野球のデータ分析を手がける株式会社DELTAでは、2021年の日本プロ野球での野手の守備における貢献をポジション別に評価し表彰する
“DELTA FIELDING AWARDS 2021”を発表します。これはデータを用いて各ポジションで優れた守備を見せた選手――いうならば「データ視点の守備のベストナイン」を選出するものです。
対象遊撃手に対する9人のアナリストの採点
遊撃手部門は源田壮亮(西武)が受賞者となりました。しかしどのような分析を行いこうした評価に至ったかはアナリストごとに異なります。遊撃手をどのように分析したか、二階堂智志氏の分析を参考として掲載します。2021年遊撃手のUZRはこちらから。
遊撃手参考分析:二階堂智志
パークファクターとは?
筆者は昨年、一般的に打撃や投球指標に適用するパークファクター補正(球場補正)を守備に応用し、球場ごとの条件を均した選手評価を行った[1]。今年も同様の手法で評価を行っている。改めて前提となる認識を共有しておこう。
野球ファンならば、打者が放った打球がフェンスギリギリで越えたとき、「○○ドームなら入っていなかった」「××球場だからホームランになった」という感想を抱いたことはあるだろう。球場によって本塁打の出やすさは違う。同様に、ヒットの出やすさや二塁打・三塁打の出やすさなども違う。

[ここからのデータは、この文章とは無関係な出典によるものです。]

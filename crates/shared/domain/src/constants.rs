//! Domain-level constants.
//!
//! These constants define business rules and validation requirements.

// =============================================================================
// User Roles
// =============================================================================

/// Default role assigned to users who sign up themselves
pub const ROLE_USER: &str = "USER";

/// Administrator role, manages accounts and stores
pub const ROLE_ADMIN: &str = "ADMIN";

/// Store owner role, views ratings of owned stores
pub const ROLE_STORE_OWNER: &str = "STORE_OWNER";

/// All valid role values
pub const VALID_ROLES: &[&str] = &[ROLE_USER, ROLE_ADMIN, ROLE_STORE_OWNER];

/// Check if a role value is valid
pub fn is_valid_role(role: &str) -> bool {
    VALID_ROLES.contains(&role)
}

// =============================================================================
// Validation
// =============================================================================

/// Minimum user name length (after trimming)
pub const MIN_NAME_LENGTH: u64 = 20;

/// Maximum user name length (after trimming)
pub const MAX_NAME_LENGTH: u64 = 60;

/// Minimum password length requirement
pub const MIN_PASSWORD_LENGTH: usize = 8;

/// Maximum password length requirement
pub const MAX_PASSWORD_LENGTH: usize = 16;

/// Characters accepted as the mandatory special character of a password
pub const PASSWORD_SPECIAL_CHARS: &str = "!@#$&*";

/// Minimum user address length (after trimming)
pub const MIN_ADDRESS_LENGTH: u64 = 10;

/// Maximum address length for users and stores
pub const MAX_ADDRESS_LENGTH: u64 = 400;

/// Lowest accepted rating value
pub const MIN_RATING: i32 = 1;

/// Highest accepted rating value
pub const MAX_RATING: i32 = 5;

// =============================================================================
// Authentication
// =============================================================================

/// Default JWT token expiration in hours
pub const DEFAULT_JWT_EXPIRATION_HOURS: i64 = 24;

/// Minimum JWT secret length (security requirement)
pub const MIN_JWT_SECRET_LENGTH: usize = 32;

/// Seconds per hour (for token expiration calculation)
pub const SECONDS_PER_HOUR: i64 = 3600;

/// Authorization header prefix for Bearer tokens
pub const BEARER_TOKEN_PREFIX: &str = "Bearer ";

/// JWT token type identifier
pub const TOKEN_TYPE_BEARER: &str = "Bearer";

/// Name of the session cookie carrying the access token
pub const ACCESS_TOKEN_COOKIE: &str = "accessToken";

セイバーメトリクスでは、こうした球場ごとのイベント発生率の偏りを表す数字としてパークファクター(PF)というものが存在する。
本塁打であれば、そのチームのホームでの本塁打・被本塁打数とビジターでの本塁打・被本塁打数を、それぞれの試合数で割って1試合あたりの本塁打率を算出した上で、ホーム本塁打率÷ビジター本塁打率としてやると求めることができる。共に同じチームを対象にしているため、所属選手の能力は影響しない。
1.00を基準とし、高いほどそのイベントが発生しやすく、低いほど発生しにくい。例として、2021年のセ・リーグで本塁打PFが最も高かったのは神宮球場の1.36、最も低かったのはナゴヤドームの0.65だった。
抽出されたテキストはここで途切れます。